As they build on the old models, they add on terms for more factors, thus making a model that more accurately accounts for the moving parts in the real world. The problem is, they can’t feed the model enough varied training data, and tuning the model to the invomplete, but available data seems to reduce the reliability of its predictions.

The models give very precise answers using very accurate modeling, but unfortunately the data isn’t precice enough, accuate enough or available to reliably predict the real world. You end up with models hypersensitive to outliers, and overspecialized to the data they’re trained on. When the math is redone to make it more generalized, we can then end up with too little predictive power, and models that don’t reconcile the outliers.

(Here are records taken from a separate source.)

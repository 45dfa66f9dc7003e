//! Postgres connection, schema migrations and liveness checks.

use sea_orm::{Database as SeaDatabase, DatabaseConnection, DbErr, EntityTrait};
use sea_orm_migration::{seaql_migrations, MigratorTrait};
use std::collections::HashSet;

use crate::config::Config;

pub mod migrations;

pub use migrations::Migrator;

/// One row of `migrate status`
#[derive(Debug, Clone, PartialEq, Eq)]
pub struct MigrationState {
    pub name: String,
    pub applied: bool,
}

/// Shared handle to the connection pool
#[derive(Clone)]
pub struct Database {
    connection: DatabaseConnection,
}

impl Database {
    /// Open the pool and bring the schema up to date.
    pub async fn connect(config: &Config) -> Result<Self, DbErr> {
        let db = Self::open(config).await?;

        db.run_migrations().await.map_err(|e| {
            tracing::error!(error = %e, "Failed to apply migrations");
            e
        })?;
        tracing::info!("Database connected and migrations applied");

        Ok(db)
    }

    /// Open the pool without touching the schema (`migrate` command).
    pub async fn open(config: &Config) -> Result<Self, DbErr> {
        let connection = SeaDatabase::connect(&config.database_url).await?;
        Ok(Self { connection })
    }

    /// Wrap an existing connection.
    pub fn from_connection(connection: DatabaseConnection) -> Self {
        Self { connection }
    }

    /// Clone of the pooled connection, for building repositories.
    pub fn get_connection(&self) -> DatabaseConnection {
        self.connection.clone()
    }

    pub async fn run_migrations(&self) -> Result<(), DbErr> {
        Migrator::up(&self.connection, None).await
    }

    /// Roll back the most recent migration only.
    pub async fn rollback_migration(&self) -> Result<(), DbErr> {
        Migrator::down(&self.connection, Some(1)).await
    }

    /// Every known migration in order, flagged applied or pending.
    pub async fn migration_status(&self) -> Result<Vec<MigrationState>, DbErr> {
        let applied: HashSet<String> = seaql_migrations::Entity::find()
            .all(&self.connection)
            .await?
            .into_iter()
            .map(|m| m.version)
            .collect();

        Ok(Migrator::migrations()
            .iter()
            .map(|m| MigrationState {
                name: m.name().to_string(),
                applied: applied.contains(m.name()),
            })
            .collect())
    }

    /// Drop every table and re-run all migrations. Destroys all data.
    pub async fn fresh_migrations(&self) -> Result<(), DbErr> {
        Migrator::fresh(&self.connection).await
    }

    /// Liveness probe for `/health`.
    pub async fn ping(&self) -> Result<(), DbErr> {
        self.connection.ping().await
    }
}
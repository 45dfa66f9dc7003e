//! Redis-backed fixed-window rate limiter.

use redis::{aio::ConnectionManager, Client, Pipeline, RedisError};

use crate::config::RATE_LIMIT_KEY_PREFIX;
use crate::errors::{AppError, AppResult};

#[derive(Clone)]
pub struct RateLimiter {
    connection: ConnectionManager,
    trust_proxy_headers: bool,
}

impl RateLimiter {
    /// Connect to Redis.
    pub async fn connect(redis_url: &str) -> Result<Self, RedisError> {
        let client = Client::open(redis_url)?;
        let connection = ConnectionManager::new(client).await?;

        tracing::info!("Redis rate limiter connected");

        Ok(Self {
            connection,
            trust_proxy_headers: false,
        })
    }

    /// Identify clients by proxy headers instead of the peer address.
    pub fn trust_proxy_headers(mut self, trust: bool) -> Self {
        self.trust_proxy_headers = trust;
        self
    }

    pub fn trusts_proxy_headers(&self) -> bool {
        self.trust_proxy_headers
    }

    /// Count one request against `identifier`.
    ///
    /// Returns the request count in the current window and whether it is within
    /// `max_requests`. The window starts on the first request.
    pub async fn check(
        &self,
        identifier: &str,
        max_requests: u64,
        window_seconds: u64,
    ) -> AppResult<(u64, bool)> {
        let key = format!("{}{}", RATE_LIMIT_KEY_PREFIX, identifier);
        let mut conn = self.connection.clone();

        let (count,): (u64,) = window_pipeline(&key, window_seconds)
            .query_async(&mut conn)
            .await
            .map_err(redis_error)?;

        Ok((count, count <= max_requests))
    }

    /// Round-trip a PING for health checks.
    pub async fn ping(&self) -> AppResult<()> {
        let mut conn = self.connection.clone();
        let _: String = redis::cmd("PING")
            .query_async(&mut conn)
            .await
            .map_err(redis_error)?;
        Ok(())
    }
}

/// `SET key 0 NX EX window` then `INCR key` in one MULTI/EXEC. The counter
/// always carries a TTL and INCR keeps it.
fn window_pipeline(key: &str, window_seconds: u64) -> Pipeline {
    let mut pipe = redis::pipe();
    pipe.atomic()
        .cmd("SET")
        .arg(key)
        .arg(0u64)
        .arg("NX")
        .arg("EX")
        .arg(window_seconds.max(1))
        .ignore()
        .incr(key, 1u64);
    pipe
}

fn redis_error(e: RedisError) -> AppError {
    tracing::error!("Redis error: {}", e);
    AppError::internal(format!("Rate limiter error: {}", e))
}

#[cfg(test)]
mod tests {
    use super::*;

    fn packed(pipe: &Pipeline) -> String {
        String::from_utf8_lossy(&pipe.get_packed_pipeline()).into_owned()
    }

    #[test]
    fn test_window_set_and_incr_run_in_one_transaction() {
        let commands = packed(&window_pipeline("rate_limit:auth:/users/signin:1.2.3.4", 60));

        let multi = commands.find("MULTI").unwrap();
        let set = commands.find("SET").unwrap();
        let incr = commands.find("INCR").unwrap();
        let exec = commands.find("EXEC").unwrap();
        assert!(multi < set && set < incr && incr < exec);
        assert!(commands.contains("NX"));
        assert!(commands.contains("EX\r\n$2\r\n60"));
    }

    #[test]
    fn test_zero_window_still_expires() {
        let commands = packed(&window_pipeline("k", 0));
        assert!(commands.contains("EX\r\n$1\r\n1"));
    }
}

I’m reminded of when I first started using graphing calculators in high school. We learned how to do linear regressions on a set of points. Sometimes we were given sets with outliers which skewed the regression. I was unhappy with this, and discovered the calculator could also find quadratic regressions, cubic regressions, quartic, sine-based regressions etc. So I’d plug in the misbehaving set, and run the regressions till I found one that fit the data exactly. Unfortunately it would never predict new points that made sense knowing what the data was from. It was a case of wrong tool for the wrong job, and even though the models fit the data, they were still the wrong models to use.

• Boundegar

A very simple illustration would use a bell curve.  If you say that tomorrow’s temperature is going to be 43.8 degrees, your chances of nailing it are near zero.  If you say it will be in the 40′s, your chances are high – maybe 95%.  If you want 100% certainty, then all you can say is that it will be between -100 and 212F.

• Luther Blissett

- Ring ring.
- Hello, who’s there?
- It’s the Bell curve. Just rang to say Reis didn’t invent me.
- Gauss, that’s interestin’ news!

• Keisar Betancourt

there’s room here for a fundamental concept of bound sliding scales that should be injected into a basic statistics class for elementary school students.

• Luther Blissett

Just one extra thought: neither the author of the post, nor the linked ‘nature’ and JCompAidedMolDes references mention anything about collinearity of included factors. Which, in fact, is something different than just ‘adding noise’. Entirely. I wonder why they don’t mention it. Probably because usually modelers just kick out one of the factors which are collinear?